La diga, che fornisce irrigazione agli agricoltori attraverso una rete di canali e acqua potabile per la città di Kandahar, è ora sotto il controllo dei talebani dopo mesi di feroci combattimenti nell’ex roccaforte dei militanti a Kandahar: «Abbiamo preso la diga di Dahla ad Arghandab», ha detto ai media il portavoce dei talebani Qari Yousuf Ahmadi, riporta Gandhara.

Haji Gulbuddin, governatore di un distretto adiacente, ha confermato che la diga «è ora sotto il controllo dei Talebani (…) Le nostre forze di sicurezza hanno chiesto rinforzi ma non sono riusciti ad ottenerli», ha detto. La diga di Dahla è stata costruita da ingegneri americani quasi 70 anni fa per fornire irrigazione a circa sette distretti di Kandahar.

I talebani il mese scorso hanno fatto saltare un ponte che collegava la diga ai distretti adiacenti. La cattura della diga arriva dopo pesanti combattimenti scoppiati nella vicina provincia di Helmand questa settimana, pochi giorni dopo che l’esercito degli Stati Uniti ha formalmente iniziato il ritiro delle sue truppe dall’Afghanistan.

Fino a 3.500 soldati statunitensi e circa 7.000 soldati della Nato devono lasciare l’Afghanistan entro l’11 settembre, terminando così due decenni di presenza militare straniera. Il ritiro sarà un test per le forze di sicurezza afgane, con i generali degli Stati Uniti e altri membri dell’Amministrazione che hanno espresso preoccupazioni nelle ultime settimane perché il ritiro potrebbe portare al collasso del governo afgano.

Il generale Mark Milley, presidente del Joint Chiefs of Staff, ha detto il 6 maggio che i militari degli Stati Uniti possono continuare ad addestrare le forze di sicurezza afgane, ma farlo in altri paesi dopo che le forze americane lasciano l’Afghanistan. Gli Stati Uniti non hanno stabilito su un piano ancora per continuare a sostenere l’aeronautica afgana, che è fortemente dipendente dagli Stati Uniti per la manutenzione, la formazione e le riparazioni, ha anche detto Milley.

Il Generale ha aggiunto che alcuni aiuti degli Stati Uniti potrebbero dover essere implementati dall’esterno del paese. Nella stessa occasione, il segretario alla Difesa Lloyd Austin ha riconosciuto che continuare senza il supporto americano sul terreno “sarà una sfida” per gli afgani mentre cercano di tenere a bada gli attacchi talebani.

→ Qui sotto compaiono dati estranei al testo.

//! Line buffer editor for ignore-pattern files.
//!
//! A `LineEditor` holds the file as a vector of lines plus an insertion cursor.
//! Inserts land at the cursor and advance it; `before`/`after` relocate the
//! cursor next to an anchor line first. Non-empty, non-comment lines already in
//! the buffer are suppressed on insert so repeated runs stay idempotent.
//!
//! Cursor semantics:
//! - The cursor lives in `[0, len]` after any insert or explicit move.
//! - Deletions never move it. A cursor left past the end by a deletion is
//!   clamped the next time `add` splits the buffer.
//! - `before`/`after` with an anchor that is not present keep the current
//!   cursor and still insert.
//!
//! Matching is purely textual: no glob interpretation happens anywhere. Lines
//! are kept as raw bytes so files in any encoding survive a load/save cycle.

use bstr::{BString, ByteSlice};
use std::path::{Path, PathBuf};

pub mod error;
pub mod input;
pub mod io_ops;

pub use error::EditError;
pub use input::{LineSource, candidates};

/// Default marker exempting a line from duplicate suppression.
pub const DEFAULT_COMMENT_PREFIX: &str = "#";

/// Editing knobs that do not change the file format.
#[derive(Debug, Clone, PartialEq, Eq)]
pub struct EditOptions {
    /// Lines starting with this prefix are always inserted, even when present.
    pub comment_prefix: String,
}

impl Default for EditOptions {
    fn default() -> Self {
        Self {
            comment_prefix: DEFAULT_COMMENT_PREFIX.to_string(),
        }
    }
}

#[derive(Debug, Clone, Default)]
pub struct LineEditor {
    lines: Vec<BString>,
    cursor: usize,
    output_path: Option<PathBuf>,
    options: EditOptions,
}

impl LineEditor {
    /// Empty buffer, cursor at 0, no output path.
    pub fn new() -> Self {
        Self::default()
    }

    pub fn with_options(options: EditOptions) -> Self {
        Self {
            options,
            ..Self::default()
        }
    }

    /// Edit `path` in place: load it when it is a regular file, then make it
    /// the output path. A missing file in a writable directory starts empty.
    pub fn open(path: impl AsRef<Path>) -> Result<Self, EditError> {
        Self::open_with_options(path, EditOptions::default())
    }

    pub fn open_with_options(
        path: impl AsRef<Path>,
        options: EditOptions,
    ) -> Result<Self, EditError> {
        let path = path.as_ref();
        let mut editor = Self::with_options(options);
        if path.is_file() {
            editor.load(path)?;
        }
        editor.set_output_path(path)?;
        Ok(editor)
    }

    /// Replace the buffer with the contents of `path`; cursor moves to the end.
    pub fn load(&mut self, path: impl AsRef<Path>) -> Result<&mut Self, EditError> {
        let split = io_ops::read_lines(path.as_ref())?;
        self.lines = split.lines;
        self.cursor = self.lines.len();
        Ok(self)
    }

    /// Redirect output after a writability check. On failure the previous
    /// output path is kept.
    pub fn set_output_path(&mut self, path: impl AsRef<Path>) -> Result<&mut Self, EditError> {
        let path = path.as_ref();
        io_ops::ensure_writable(path)?;
        self.output_path = Some(path.to_path_buf());
        Ok(self)
    }

    /// Write the buffer out, redirecting to `target` first when given.
    pub fn save(&mut self, target: Option<&Path>) -> Result<&mut Self, EditError> {
        if let Some(target) = target {
            self.set_output_path(target)?;
        }
        let path = self.output_path.as_deref().ok_or(EditError::NoOutputPath)?;
        io_ops::write_lines(path, &self.lines)?;
        Ok(self)
    }

    /// Current lines in file order.
    pub fn lines(&self) -> &[BString] {
        &self.lines
    }

    pub fn to_vec(&self) -> Vec<BString> {
        self.lines.clone()
    }

    /// Serialized file content as `save` would write it.
    pub fn contents(&self) -> BString {
        io_ops::serialize(&self.lines)
    }

    pub fn cursor(&self) -> usize {
        self.cursor
    }

    pub fn output_path(&self) -> Option<&Path> {
        self.output_path.as_deref()
    }

    pub fn options(&self) -> &EditOptions {
        &self.options
    }

    pub fn len(&self) -> usize {
        self.lines.len()
    }

    pub fn is_empty(&self) -> bool {
        self.lines.is_empty()
    }

    /// True if some line equals `value` once both are trimmed.
    pub fn exists(&self, value: &str) -> bool {
        self.position_trimmed(value).is_some()
    }

    fn position_trimmed(&self, value: &str) -> Option<usize> {
        let needle = value.trim().as_bytes();
        self.lines.iter().position(|line| line.trim() == needle)
    }

    fn position_exact(&self, value: &str) -> Option<usize> {
        let needle = value.trim().as_bytes();
        self.lines.iter().position(|line| line.as_slice() == needle)
    }

    fn is_suppressible(&self, line: &str) -> bool {
        !line.is_empty() && !line.starts_with(self.options.comment_prefix.as_str())
    }

    /// Insert `input` at the cursor and advance past the inserted block.
    ///
    /// Candidates already present in the buffer (checked against the buffer as
    /// it was before this call) are dropped unless blank or comments.
    pub fn add(&mut self, input: impl LineSource) -> &mut Self {
        let (survivors, suppressed): (Vec<String>, Vec<String>) = candidates(input)
            .into_iter()
            .partition(|line| !(self.is_suppressible(line) && self.exists(line)));
        let at = self.cursor.min(self.lines.len());
        let inserted = survivors.len();
        let after = self.lines.split_off(at);
        self.lines.extend(survivors.into_iter().map(BString::from));
        self.lines.extend(after);
        self.cursor = at + inserted;
        tracing::trace!(
            target: "edit",
            at,
            inserted,
            suppressed = suppressed.len(),
            cursor = self.cursor,
            "lines_inserted"
        );
        self
    }

    /// Insert `input` immediately before the line equal to `find`.
    pub fn before(&mut self, find: &str, input: impl LineSource) -> &mut Self {
        match self.position_exact(find) {
            Some(idx) => self.cursor = idx,
            None => tracing::debug!(target: "edit", find, cursor = self.cursor, "anchor_not_found"),
        }
        self.add(input)
    }

    /// Insert `input` immediately after the line equal to `find`.
    pub fn after(&mut self, find: &str, input: impl LineSource) -> &mut Self {
        match self.position_exact(find) {
            Some(idx) => self.cursor = idx + 1,
            None => tracing::debug!(target: "edit", find, cursor = self.cursor, "anchor_not_found"),
        }
        self.add(input)
    }

    pub fn rewind(&mut self) -> &mut Self {
        self.move_cursor(0)
    }

    /// Move the cursor to `line`, clamped to the end of the buffer.
    pub fn seek(&mut self, line: usize) -> &mut Self {
        self.move_cursor(line.min(self.lines.len()))
    }

    pub fn eof(&mut self) -> &mut Self {
        self.move_cursor(self.lines.len())
    }

    fn move_cursor(&mut self, to: usize) -> &mut Self {
        tracing::trace!(target: "edit", from = self.cursor, to, "cursor_moved");
        self.cursor = to;
        self
    }

    /// Remove the first line equal to `value` (both trimmed). Cursor untouched.
    pub fn delete(&mut self, value: &str) -> &mut Self {
        if let Some(idx) = self.position_trimmed(value) {
            self.lines.remove(idx);
            tracing::trace!(target: "edit", idx, "line_deleted");
        }
        self
    }

    /// Remove lines in `[offset, offset + count)`; out-of-range parts are ignored.
    /// Cursor untouched.
    pub fn delete_offset(&mut self, offset: usize, count: usize) -> &mut Self {
        let len = self.lines.len();
        let start = offset.min(len);
        let end = offset.saturating_add(count).min(len);
        if start < end {
            self.lines.drain(start..end);
            tracing::trace!(target: "edit", start, end, "lines_deleted");
        }
        self
    }

    /// Remove the single line at `offset`, if any.
    pub fn delete_line(&mut self, offset: usize) -> &mut Self {
        self.delete_offset(offset, 1)
    }
}

impl From<Vec<String>> for LineEditor {
    /// Buffer seeded from memory, cursor at the end, no output path.
    fn from(lines: Vec<String>) -> Self {
        let lines: Vec<BString> = lines.into_iter().map(BString::from).collect();
        let cursor = lines.len();
        Self {
            lines,
            cursor,
            ..Self::default()
        }
    }
}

All’inizio di questa settimana a Helmand, migliaia di persone sono fuggite dalle loro case di fronte a un’offensiva talebana su larga scala contro l’esercito afgano. I jet da combattimento statunitensi hanno fornito supporto aereo alle forze afgane nonostante il ritiro delle truppe straniere.

Nel frattempo, i funzionari locali e i talebani hanno detto che due basi governative sono cadute ai militanti nella provincia settentrionale di Baghlan. Gli studenti coranici hanno lanciato gli attacchi alle basi nei distretti Baghlan-e-Markzai e Nahrin della provincia alla fine del 5 maggio, riporta Tolonews.